The Effect of Monolayer Graphene on the UV Assisted NO₂ Sensing and Recovery at Room Temperature ^†

Abstract

In the present study, UV light induced desorption of nitrogen dioxide (NO₂) on pristine graphene based gas sensor is used to improve the sensing performance. Compared to the sample without UV light exposure, the response is 12%, 18% and 21% for NO₂ concentrations of 1, 3 and 5 ppm. In addition, the recovery could be speeded up by UV irradiation. The sensor shows good behavior of repeatability when tested for 1 ppm of NO₂ in 3 cycles. The graphene sensor with UV irradiation has a higher sensitivity to NO₂ than to other gases under higher concentrations.

1. Introduction

Nitrogen dioxide (NO₂) is a pollutant with negative effects on soil, plants, animals and human health. It causes acid rain and photochemical smog. It is necessary to develop highly sensitive and inexpensive NOx gas sensors capable of detecting low concentrations of NO₂ [1]. Metal oxides have been used as sensing materials in solid-state gas sensors. However, these sensors work only at high temperatures due to the high activation energy of reactions with gas molecules [2]. Gas sensors based on graphene is suitable for NO₂ sensor, mainly due to its two-dimensional single atomic layer thickness, large specific surface area, excellent temperature and electrical tolerance properties [3]. In this work, we demonstrate the impact of UV exposure on graphene sensor recovery for NO₂ gas detection.

2. Experimental

The interdigitated electrodes were fabricated by a lift off process. Chromium and gold layers with thickness of 30 and 120 nm were deposited on glass. Graphene films were grown on a copper (Cu) substrate by chemical vapor deposition (CVD). Transfer of graphene from Cu to the interdigitated electrodes was done by standard transfer process. The sensor and measurement setup are shown in Figure 1. The NO₂ concentration was controlled by Flexstream Module Instrument that modulates the flow rate of air through the NO₂ permeation tube to get ppm level, and a mechanical pump was used to remove the residual gas. The gas sensing response was measured by monitoring the change in resistance of the graphene film.

3. Results and Discussion

Figure 2a,b display the comparison of the dynamic response with and without UV irradiation for NO₂ concentration from 1 to 5 ppm. As shown in

Table 1. Gas sensing properties of UV light and without.

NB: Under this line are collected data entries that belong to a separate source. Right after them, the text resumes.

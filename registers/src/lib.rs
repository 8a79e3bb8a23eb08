// Licensed under the Apache-2.0 license

//! Register map of the I3C core CSR block as seen from the frontend bus.

#![cfg_attr(not(test), no_std)]

pub mod i3c;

	Without UV Light		With UV Light
NO2 (ppm)	Response (%)	Recovery (%)	Response (%)	Recovery (%)
1	−14.35	21	−12.33	100
3	−11.57	38	−18.25	100
5	−7.7	51	−21.8	100

. The results show a significant effect of UV irradiation on the sensor response: 12, 18 and 21% for concentrations of 1, 3 and 5 ppm. This can be explained by the UV irradiation induced molecular desorption from the graphene surface. As shown in Figure 3, the sensor was exposed to 1 ppm NO₂ with UV irradiation for 3 cycles. A good repeatability is evident from the cycle variation of response within 0.4%. To investigate the selectivity, the sensor was also tested for 10 ppm NH₃, 10 ppm acetone, air and 1 ppm NO₂. The sensor exhibits a higher response for NO₂ compared to other gas, as shown in Figure 4.

4. Conclusions

In summary, UV irradiation is shown to improve the sensor recovery during NO₂ detection in a chemiresistive sensor with pristine graphene as the sensing material. The sensor recovers to the original value in a few seconds due to the pump and UV light induced residual gas desorption. The response change is 12, 18 and 21% with UV irradiation for NO₂ concentrations of 1, 3 and 5 ppm with UV exposure. In addition, this effect enables the sensor to provide good repeatability and high selectivity to different gases.